[Dataset entries]
|---|

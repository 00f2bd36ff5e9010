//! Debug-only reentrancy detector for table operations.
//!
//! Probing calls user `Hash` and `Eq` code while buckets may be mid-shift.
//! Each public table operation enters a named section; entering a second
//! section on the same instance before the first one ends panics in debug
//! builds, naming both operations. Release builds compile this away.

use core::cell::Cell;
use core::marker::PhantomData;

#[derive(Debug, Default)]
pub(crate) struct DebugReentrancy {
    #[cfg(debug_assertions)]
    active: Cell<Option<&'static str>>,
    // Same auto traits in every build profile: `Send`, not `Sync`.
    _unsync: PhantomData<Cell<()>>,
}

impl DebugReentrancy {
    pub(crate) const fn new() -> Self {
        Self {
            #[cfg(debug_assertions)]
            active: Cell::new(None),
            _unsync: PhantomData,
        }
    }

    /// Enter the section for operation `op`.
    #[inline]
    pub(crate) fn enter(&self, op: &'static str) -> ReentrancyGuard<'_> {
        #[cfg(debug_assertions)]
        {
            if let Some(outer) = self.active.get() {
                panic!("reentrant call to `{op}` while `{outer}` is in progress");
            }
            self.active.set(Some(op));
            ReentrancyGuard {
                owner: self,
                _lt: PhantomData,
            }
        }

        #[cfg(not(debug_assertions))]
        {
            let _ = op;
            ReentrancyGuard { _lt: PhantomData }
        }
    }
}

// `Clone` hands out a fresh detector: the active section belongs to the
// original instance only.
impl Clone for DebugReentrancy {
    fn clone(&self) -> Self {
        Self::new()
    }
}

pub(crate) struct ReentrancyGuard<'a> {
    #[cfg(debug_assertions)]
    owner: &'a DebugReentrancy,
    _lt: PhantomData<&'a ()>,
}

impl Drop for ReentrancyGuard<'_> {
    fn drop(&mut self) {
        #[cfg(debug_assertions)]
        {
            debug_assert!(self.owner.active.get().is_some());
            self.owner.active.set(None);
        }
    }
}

|---|

# Problem
Go through the data above line by line, count those that contain the string "static", and reply with the count only.

# Answer for the task
2